From a listener’s and composer’s perspective, the Multichannel Monophonic Compositional Framework is successful at creating spatially aesthetically non-sweet spot oriented spatial experiences that are seen as equally interesting from multiple positions in the room. While this is the case, it is also illustrated that the compositional situation that the composers found themselves in did not allow them to create a work that they fully anticipated. Because of this, technology must be created to address this issue.

3 Multichannel Monophonic Simulation Tool

The Multichannel Monophonic Simulation Tool is an application that has been devised in order to address the issues of not being able to work with a loudspeaker array when composing and not being able to work with the array within the space it will be installed.

There are various reasons why an individual may not be able to write with a multichannel array in the intended performance space. The array may only be set up for a small period of time, limiting the access individuals have to it. If the array is within a shared space, such as a university, it may also be in high demand. Additionally, individuals may not have space or the economic capital required to set up the array to work on within their home or personal studio. To combat this limited access to multichannel arrays, a variety of applications have been devised so that individuals may simulate multichannel systems for stereo playback. This allows individuals to write for a system they may have limited or no access to before having a work performed by that system, while still having a representative understanding of how the work will sound.

While this is the case, the applications currently devised have limitations either of price, technical knowledge, or application features when trying to simulate novel 2D arrays, such as the one used for Multiple Monophony. One must review the applications that currently exist to understand what needs to be devised to address the issues composers had within Multiple Monophony of not being able to simulate the array and acoustic space.

3.1 Spatial Application Review

There are various applications that have been developed so one can simulate a multichannel system over headphones or stereo speakers. Based on the issues presented by the composers and issues of price, technical knowledge, and application features, an ideal application would meet the following criteria:

An application that fits these criteria would have allowed the composers for Multiple Monophony to simulate the acoustic space and loudspeaker array layout while not costing them much and being relatively easy to use. It would have also allowed them to simulate the work from multiple listening positions to see if any listening positions felt inferior. The following review will determine if such an application exists and if not, where the gaps in the field are.

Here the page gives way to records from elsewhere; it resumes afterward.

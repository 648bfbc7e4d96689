use crate::entities::{
    banner_entity as banners, category_entity as categories, product_entity as products,
};
use crate::error::{AppError, AppResult};
use crate::models::*;
use crate::services::order_ledger::{self, DeletionGuard};
use crate::utils::pricing;
use sea_orm::{
    ActiveModelTrait, ColumnTrait, DatabaseConnection, EntityTrait, IntoActiveModel, QueryFilter,
    QueryOrder, QuerySelect, Set, TransactionTrait,
};
use std::collections::HashMap;
use std::sync::Arc;

#[derive(Clone)]
pub struct CatalogueService {
    pool: Arc<DatabaseConnection>,
}

impl CatalogueService {
    pub fn new(pool: impl Into<Arc<DatabaseConnection>>) -> Self {
        Self { pool: pool.into() }
    }

    /// 页头分类
    pub async fn header_categories(&self) -> AppResult<Vec<CategoryResponse>> {
        let rows = categories::Entity::find()
            .order_by_asc(categories::Column::Queue)
            .order_by_asc(categories::Column::Id)
            .all(self.pool.as_ref())
            .await?;
        Ok(rows.into_iter().map(Into::into).collect())
    }

    pub async fn catalogue(&self) -> AppResult<Vec<CategoryWithImageResponse>> {
        let rows = categories::Entity::find()
            .order_by_asc(categories::Column::Queue)
            .order_by_asc(categories::Column::Id)
            .all(self.pool.as_ref())
            .await?;
        Ok(rows.into_iter().map(Into::into).collect())
    }

    /// 首页：轮播、推荐、折扣、菜单
    pub async fn home(&self) -> AppResult<HomeResponse> {
        let banner_rows = banners::Entity::find()
            .order_by_asc(banners::Column::Queue)
            .order_by_asc(banners::Column::Id)
            .all(self.pool.as_ref())
            .await?;

        let bests = products::Entity::find()
            .filter(products::Column::IsBest.eq(true))
            .filter(products::Column::IsActive.eq(true))
            .order_by_asc(products::Column::Id)
            .all(self.pool.as_ref())
            .await?;

        let discounts = products::Entity::find()
            .filter(products::Column::Discount.gt(0))
            .filter(products::Column::IsBest.eq(false))
            .filter(products::Column::IsActive.eq(true))
            .order_by_desc(products::Column::Discount)
            .order_by_asc(products::Column::Id)
            .all(self.pool.as_ref())
            .await?;

        let menu = self.menu().await?;

        Ok(HomeResponse {
            banners: banner_rows.into_iter().map(Into::into).collect(),
            bests: bests.into_iter().map(Into::into).collect(),
            discounts: discounts.into_iter().map(Into::into).collect(),
            menu,
        })
    }

    async fn menu(&self) -> AppResult<Vec<MenuResponse>> {
        let category_rows = categories::Entity::find()
            .order_by_asc(categories::Column::Queue)
            .order_by_asc(categories::Column::Id)
            .all(self.pool.as_ref())
            .await?;

        let mut grouped: HashMap<i64, Vec<ProductItemResponse>> = HashMap::new();
        for product in products::Entity::find()
            .filter(products::Column::IsActive.eq(true))
            .order_by_asc(products::Column::Id)
            .all(self.pool.as_ref())
            .await?
        {
            grouped
                .entry(product.category_id)
                .or_default()
                .push(product.into());
        }

        Ok(category_rows
            .into_iter()
            .map(|c| MenuResponse {
                products: grouped.remove(&c.id).unwrap_or_default(),
                id: c.id,
                name_en: c.name_en,
                name_hu: c.name_hu,
            })
            .collect())
    }

    pub async fn category_menu(&self, category_id: i64) -> AppResult<CategoryMenuResponse> {
        let category = categories::Entity::find_by_id(category_id)
            .one(self.pool.as_ref())
            .await?
            .ok_or_else(|| AppError::NotFound("Category not found".into()))?;

        let rows = products::Entity::find()
            .filter(products::Column::CategoryId.eq(category.id))
            .filter(products::Column::IsActive.eq(true))
            .order_by_asc(products::Column::Id)
            .all(self.pool.as_ref())
            .await?;

        Ok(CategoryMenuResponse {
            name_en: category.name_en,
            name_hu: category.name_hu,
            image: category.image,
            products: rows.into_iter().map(Into::into).collect(),
        })
    }

    pub async fn list_products(&self) -> AppResult<Vec<ProductItemResponse>> {
        let rows = products::Entity::find()
            .filter(products::Column::IsActive.eq(true))
            .order_by_asc(products::Column::Id)
            .all(self.pool.as_ref())
            .await?;
        Ok(rows.into_iter().map(Into::into).collect())
    }

    /// 商品详情，未启用的商品视为不存在
    pub async fn get_product(&self, product_id: i64) -> AppResult<ProductResponse> {
        products::Entity::find_by_id(product_id)
            .filter(products::Column::IsActive.eq(true))
            .one(self.pool.as_ref())
            .await?
            .map(Into::into)
            .ok_or_else(|| AppError::NotFound("Product not found".into()))
    }

    // ---- 管理端 ----

    pub async fn create_banner(&self, request: CreateBannerRequest) -> AppResult<BannerResponse> {
        let banner = banners::ActiveModel {
            name_en: Set(request.name_en),
            name_hu: Set(request.name_hu),
            image: Set(request.image),
            queue: Set(request.queue),
            ..Default::default()
        }
        .insert(self.pool.as_ref())
        .await?;
        Ok(banner.into())
    }

    pub async fn update_banner(
        &self,
        banner_id: i64,
        request: UpdateBannerRequest,
    ) -> AppResult<BannerResponse> {
        let banner = banners::Entity::find_by_id(banner_id)
            .one(self.pool.as_ref())
            .await?
            .ok_or_else(|| AppError::NotFound("Banner not found".into()))?;

        let mut am = banner.into_active_model();
        if let Some(v) = request.name_en {
            am.name_en = Set(v);
        }
        if let Some(v) = request.name_hu {
            am.name_hu = Set(v);
        }
        if let Some(v) = request.image {
            am.image = Set(v);
        }
        if request.queue.is_some() {
            am.queue = Set(request.queue);
        }
        Ok(am.update(self.pool.as_ref()).await?.into())
    }

    pub async fn delete_banner(&self, banner_id: i64) -> AppResult<()> {
        let res = banners::Entity::delete_by_id(banner_id)
            .exec(self.pool.as_ref())
            .await?;
        if res.rows_affected == 0 {
            return Err(AppError::NotFound("Banner not found".into()));
        }
        Ok(())
    }

    pub async fn create_category(
        &self,
        request: CreateCategoryRequest,
    ) -> AppResult<CategoryWithImageResponse> {
        let category = categories::ActiveModel {
            name_en: Set(request.name_en),
            name_hu: Set(request.name_hu),
            image: Set(request.image),
            queue: Set(request.queue),
            ..Default::default()
        }
        .insert(self.pool.as_ref())
        .await?;
        Ok(category.into())
    }

    pub async fn update_category(
        &self,
        category_id: i64,
        request: UpdateCategoryRequest,
    ) -> AppResult<CategoryWithImageResponse> {
        let category = categories::Entity::find_by_id(category_id)
            .one(self.pool.as_ref())
            .await?
            .ok_or_else(|| AppError::NotFound("Category not found".into()))?;

        let mut am = category.into_active_model();
        if let Some(v) = request.name_en {
            am.name_en = Set(v);
        }
        if let Some(v) = request.name_hu {
            am.name_hu = Set(v);
        }
        if let Some(v) = request.image {
            am.image = Set(v);
        }
        if let Some(v) = request.queue {
            am.queue = Set(v);
        }
        Ok(am.update(self.pool.as_ref()).await?.into())
    }

    /// 删除分类及其商品；任一商品已被订单引用时拒绝
    pub async fn delete_category(&self, category_id: i64) -> AppResult<()> {
        let txn = self.pool.begin().await?;
        let category = categories::Entity::find_by_id(category_id)
            .lock_exclusive()
            .one(&txn)
            .await?
            .ok_or_else(|| AppError::NotFound("Category not found".into()))?;

        let product_ids: Vec<i64> = products::Entity::find()
            .filter(products::Column::CategoryId.eq(category.id))
            .lock_exclusive()
            .all(&txn)
            .await?
            .into_iter()
            .map(|p| p.id)
            .collect();

        let mut guard = DeletionGuard::new();
        let released = order_ledger::release_product_items(&txn, &product_ids, &mut guard).await?;

        if !product_ids.is_empty() {
            products::Entity::delete_many()
                .filter(products::Column::Id.is_in(product_ids.clone()))
                .exec(&txn)
                .await?;
        }
        categories::Entity::delete_by_id(category.id)
            .exec(&txn)
            .await?;
        txn.commit().await?;

        log::info!(
            "Category {} deleted with {} products and {released} pending items",
            category.id,
            product_ids.len()
        );
        Ok(())
    }

    pub async fn create_product(&self, request: CreateProductRequest) -> AppResult<ProductResponse> {
        // new_price 只由 price/discount 推导
        let new_price = pricing::discounted_price(request.price, request.discount)?;
        self.ensure_category(request.category_id).await?;

        let product = products::ActiveModel {
            name_en: Set(request.name_en),
            name_hu: Set(request.name_hu),
            description_en: Set(request.description_en),
            description_hu: Set(request.description_hu),
            price: Set(pricing::quantize(request.price, 2)),
            discount: Set(request.discount),
            new_price: Set(new_price),
            is_best: Set(request.is_best),
            is_active: Set(request.is_active),
            thumbnail: Set(request.thumbnail),
            image: Set(request.image),
            category_id: Set(request.category_id),
            ..Default::default()
        }
        .insert(self.pool.as_ref())
        .await?;

        log::info!("Product {} created, new_price={}", product.id, product.new_price);
        Ok(product.into())
    }

    pub async fn update_product(
        &self,
        product_id: i64,
        request: UpdateProductRequest,
    ) -> AppResult<ProductResponse> {
        let product = products::Entity::find_by_id(product_id)
            .one(self.pool.as_ref())
            .await?
            .ok_or_else(|| AppError::NotFound("Product not found".into()))?;

        let price = request.price.unwrap_or(product.price);
        let discount = request.discount.unwrap_or(product.discount);
        let new_price = pricing::discounted_price(price, discount)?;
        if let Some(category_id) = request.category_id {
            self.ensure_category(category_id).await?;
        }

        let mut am = product.into_active_model();
        if let Some(v) = request.name_en {
            am.name_en = Set(v);
        }
        if let Some(v) = request.name_hu {
            am.name_hu = Set(v);
        }
        if let Some(v) = request.description_en {
            am.description_en = Set(v);
        }
        if let Some(v) = request.description_hu {
            am.description_hu = Set(v);
        }
        if let Some(v) = request.is_best {
            am.is_best = Set(v);
        }
        if let Some(v) = request.is_active {
            am.is_active = Set(v);
        }
        if let Some(v) = request.thumbnail {
            am.thumbnail = Set(v);
        }
        if let Some(v) = request.image {
            am.image = Set(v);
        }
        if let Some(v) = request.category_id {
            am.category_id = Set(v);
        }
        am.price = Set(pricing::quantize(price, 2));
        am.discount = Set(discount);
        am.new_price = Set(new_price);

        Ok(am.update(self.pool.as_ref()).await?.into())
    }

    /// 删除商品；引用它的 Pending 明细一并删除，已下单的明细会阻止删除
    pub async fn delete_product(&self, product_id: i64) -> AppResult<()> {
        let txn = self.pool.begin().await?;
        let product = products::Entity::find_by_id(product_id)
            .lock_exclusive()
            .one(&txn)
            .await?
            .ok_or_else(|| AppError::NotFound("Product not found".into()))?;

        let mut guard = DeletionGuard::new();
        let released = order_ledger::release_product_items(&txn, &[product.id], &mut guard).await?;

        products::Entity::delete_by_id(product.id)
            .exec(&txn)
            .await?;
        txn.commit().await?;

        log::info!("Product {} deleted with {released} pending items", product.id);
        Ok(())
    }

    async fn ensure_category(&self, category_id: i64) -> AppResult<()> {
        categories::Entity::find_by_id(category_id)
            .one(self.pool.as_ref())
            .await?
            .map(|_| ())
            .ok_or_else(|| AppError::NotFound("Category not found".into()))
    }
}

There are a variety of applications that have been devised to decode B-Format audio to stereo or binaural for some fixed configurations. These applications range in price and include Harpex-B (€298) (Harpex-B, 2011), ATK (free) (The Ambisonic Toolkit, 2015), Soundfield by RØDE (free) (SoundField by RØDE, 2018), and Envelop 4 Live (free) (Envelop 4 Live, 2018). In addition to varying in price, these applications also vary in use, with Envelop 4 Live only being able to be used in Ableton Live. Similarly, the ATK suite can only be used in Reaper or SuperCollider.

These plugins are not and exhaustive list of B-Format decoders, but illustrate a range of price and usage contexts to provide an understanding of the field. In the case of all of these B-Format decoders, they only decode to a set of fixed arrays and only do so for a fixed listening position (the sweet spot). Unfortunately, these plugins would not be useful when trying to compose for an array outside of the arrays that these plugins support, and as they are B-Format decoders, they would not be much assistance in channel-based compositional approaches, such as the ones the Multichannel Monophonic Compositional Framework are based on. Looking beyond B-Format decoders, there are various applications that allow for more extended spatialisation simulation.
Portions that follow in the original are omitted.